- [Aim of the task]
Write out again each line of the material below, unchanged, from the first one to the line that holds "pub fn as_str(self)".

- [Source data]
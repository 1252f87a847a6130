// Turn protocol: threads the client-held conversation into each oracle call,
// parses the verdict, and hands back a new history.

use std::time::Instant;

use serde::{Deserialize, Serialize};

use crate::error::AppError;
use crate::metrics;
use crate::oracle::{Oracle, OracleError};
use crate::outcome::Outcome;
use crate::prompts;
use crate::sanitize;

pub const MAX_SCORE_DELTA: f64 = 50.0;
pub const FALLBACK_STORY: &str = "Error parsing AI response";

#[derive(Debug, Clone, Copy, PartialEq, Eq, Serialize, Deserialize)]
#[serde(rename_all = "lowercase")]
pub enum Role {
    User,
    #[serde(alias = "model", alias = "bot")]
    Assistant,
}

impl Role {
    pub fn as_str(self) -> &'static str {
        match self {
            Role::User => "user",
            Role::Assistant => "assistant",
        }
    }
}

/// One line of the conversation, as the client sends it back and forth.
#[derive(Debug, Clone, PartialEq, Serialize, Deserialize)]
pub struct ConversationTurn {
    pub role: Role,
    pub content: String,
}

impl ConversationTurn {
    pub fn user(content: impl Into<String>) -> Self {
        Self {
            role: Role::User,
            content: content.into(),
        }
    }

    pub fn assistant(content: impl Into<String>) -> Self {
        Self {
            role: Role::Assistant,
            content: content.into(),
        }
    }
}

/// The oracle's judgement of a single action.
#[derive(Debug, Clone, PartialEq, Serialize, Deserialize)]
#[serde(rename_all = "camelCase")]
pub struct ActionEvaluation {
    pub score_delta: f64,
    pub sentiment: f64,
    pub story: String,
}

impl ActionEvaluation {
    /// Neutral result used whenever the oracle's answer cannot be understood.
    pub fn fallback() -> Self {
        Self {
            score_delta: 0.0,
            sentiment: 0.0,
            story: FALLBACK_STORY.to_string(),
        }
    }

    pub fn is_fallback(&self) -> bool {
        self.story == FALLBACK_STORY && self.score_delta == 0.0 && self.sentiment == 0.0
    }
}

/// Shape the oracle is asked to answer with.
#[derive(Debug, Deserialize)]
struct Verdict {
    #[serde(default, alias = "scoreDelta", alias = "delta", alias = "Score")]
    score: Option<f64>,
    #[serde(alias = "Sentiment")]
    sentiment: f64,
    #[serde(alias = "Story", alias = "response", alias = "Response")]
    story: String,
}

/// Parse raw oracle output into an evaluation, or `None` on a content fault.
///
/// Numbers outside their ranges are clamped; a continuing game without a
/// score, or an empty story, is rejected.
pub fn parse_evaluation(raw: &str, outcome: Outcome) -> Option<ActionEvaluation> {
    let value = sanitize::parse_oracle_json(raw).ok()?;
    let verdict: Verdict = serde_json::from_value(value).ok()?;

    let story = verdict.story.trim();
    if story.is_empty() || !verdict.sentiment.is_finite() {
        return None;
    }

    let score_delta = if outcome.requests_delta() {
        let score = verdict.score.filter(|s| s.is_finite())?;
        score.round().clamp(-MAX_SCORE_DELTA, MAX_SCORE_DELTA)
    } else {
        0.0
    };

    Some(ActionEvaluation {
        score_delta,
        sentiment: verdict.sentiment.clamp(-1.0, 1.0),
        story: story.to_string(),
    })
}

/// Render prior turns as `role: content` lines.
pub fn render_history(history: &[ConversationTurn]) -> String {
    history
        .iter()
        .map(|t| format!("{}: {}\n", t.role.as_str(), t.content))
        .collect()
}

pub fn build_prompt(
    outcome: Outcome,
    nickname: &str,
    action: &str,
    history: &[ConversationTurn],
) -> String {
    format!(
        "{}\n{}Player \"{}\" action: \"{}\"",
        outcome.system_instruction(),
        render_history(history),
        nickname,
        action
    )
}

/// Input to one turn. The history is borrowed; the caller keeps its copy.
#[derive(Debug, Clone, Copy)]
pub struct TurnRequest<'a> {
    pub nickname: &'a str,
    pub action: &'a str,
    pub history: &'a [ConversationTurn],
    pub total_score: Option<f64>,
}

#[derive(Debug, Clone)]
pub struct TurnOutcome {
    pub evaluation: ActionEvaluation,
    pub history: Vec<ConversationTurn>,
    pub outcome: Outcome,
}

/// Evaluate one player action.
pub async fn play_turn(oracle: &dyn Oracle, req: TurnRequest<'_>) -> Result<TurnOutcome, AppError> {
    let nickname = required(req.nickname, "username")?;
    let action = required(req.action, "action")?;
    let outcome = req
        .total_score
        .map(Outcome::from_total_score)
        .unwrap_or(Outcome::Continuing);

    let prompt = build_prompt(outcome, nickname, action, req.history);
    let raw = call_oracle(oracle, "turn", &prompt).await?;
    let evaluation = evaluate(&raw, outcome, nickname);

    let mut history = Vec::with_capacity(req.history.len() + 2);
    history.extend_from_slice(req.history);
    history.push(ConversationTurn::user(action));
    history.push(ConversationTurn::assistant(evaluation.story.clone()));

    Ok(TurnOutcome {
        evaluation,
        history,
        outcome,
    })
}

/// The grim opening vignette shown before the first action.
pub async fn opening_story(oracle: &dyn Oracle, nickname: &str) -> Result<String, AppError> {
    let nickname = required(nickname, "username")?;
    let prompt = format!(
        "{}\nThe reader is a player called \"{}\".",
        prompts::OPENING_PROMPT,
        nickname
    );
    let raw = call_oracle(oracle, "opening", &prompt).await?;
    let story = sanitize::strip_code_fence(&raw).trim();
    if story.is_empty() {
        tracing::warn!(nickname, "Empty opening from oracle, using fallback");
        metrics::ORACLE_FALLBACKS_TOTAL.inc();
        return Ok(FALLBACK_STORY.to_string());
    }
    Ok(story.to_string())
}

/// Epilogue for a finished game. `outcome` picks the utopia or extinction template.
pub async fn closing_story(
    oracle: &dyn Oracle,
    nickname: &str,
    action: &str,
    history: &[ConversationTurn],
    outcome: Outcome,
) -> Result<String, AppError> {
    let nickname = required(nickname, "username")?;
    let action = required(action, "action")?;
    let prompt = build_prompt(outcome, nickname, action, history);
    let raw = call_oracle(oracle, outcome_label(outcome), &prompt).await?;
    Ok(evaluate(&raw, outcome, nickname).story)
}

fn required<'a>(value: &'a str, field: &str) -> Result<&'a str, AppError> {
    let trimmed = value.trim();
    if trimmed.is_empty() {
        Err(AppError::validation(format!("{field} is required")))
    } else {
        Ok(trimmed)
    }
}

fn evaluate(raw: &str, outcome: Outcome, nickname: &str) -> ActionEvaluation {
    match parse_evaluation(raw, outcome) {
        Some(evaluation) => evaluation,
        None => {
            if raw.trim() == prompts::CANNED_RESPONSE {
                tracing::info!(nickname, "Oracle refused an off-game action");
            } else {
                tracing::warn!(nickname, "Unparseable oracle response, using fallback");
            }
            metrics::ORACLE_FALLBACKS_TOTAL.inc();
            ActionEvaluation::fallback()
        }
    }
}

async fn call_oracle(oracle: &dyn Oracle, kind: &str, prompt: &str) -> Result<String, OracleError> {
    let start = Instant::now();
    let result = oracle.complete(prompt).await;
    metrics::ORACLE_LATENCY_SECONDS
        .with_label_values(&[kind])
        .observe(start.elapsed().as_secs_f64());
    let label = if result.is_ok() { "ok" } else { "error" };
    metrics::ORACLE_CALLS_TOTAL
        .with_label_values(&[kind, label])
        .inc();
    result
}

fn outcome_label(outcome: Outcome) -> &'static str {
    match outcome {
        Outcome::Continuing => "turn",
        Outcome::Won => "win",
        Outcome::Lost => "lose",
    }
}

- [Solution]
repository 1252f87a847a6130
// Turn protocol: threads the client-held conversation into each oracle call,
// parses the verdict, and hands back a new history.

use std::time::Instant;

use serde::{Deserialize, Serialize};

use crate::error::AppError;
use crate::metrics;
use crate::oracle::{Oracle, OracleError};
use crate::outcome::Outcome;
use crate::prompts;
use crate::sanitize;

pub const MAX_SCORE_DELTA: f64 = 50.0;
pub const FALLBACK_STORY: &str = "Error parsing AI response";

#[derive(Debug, Clone, Copy, PartialEq, Eq, Serialize, Deserialize)]
#[serde(rename_all = "lowercase")]
pub enum Role {
    User,
    #[serde(alias = "model", alias = "bot")]
    Assistant,
}

impl Role {
    pub fn as_str(self) -> &'static str {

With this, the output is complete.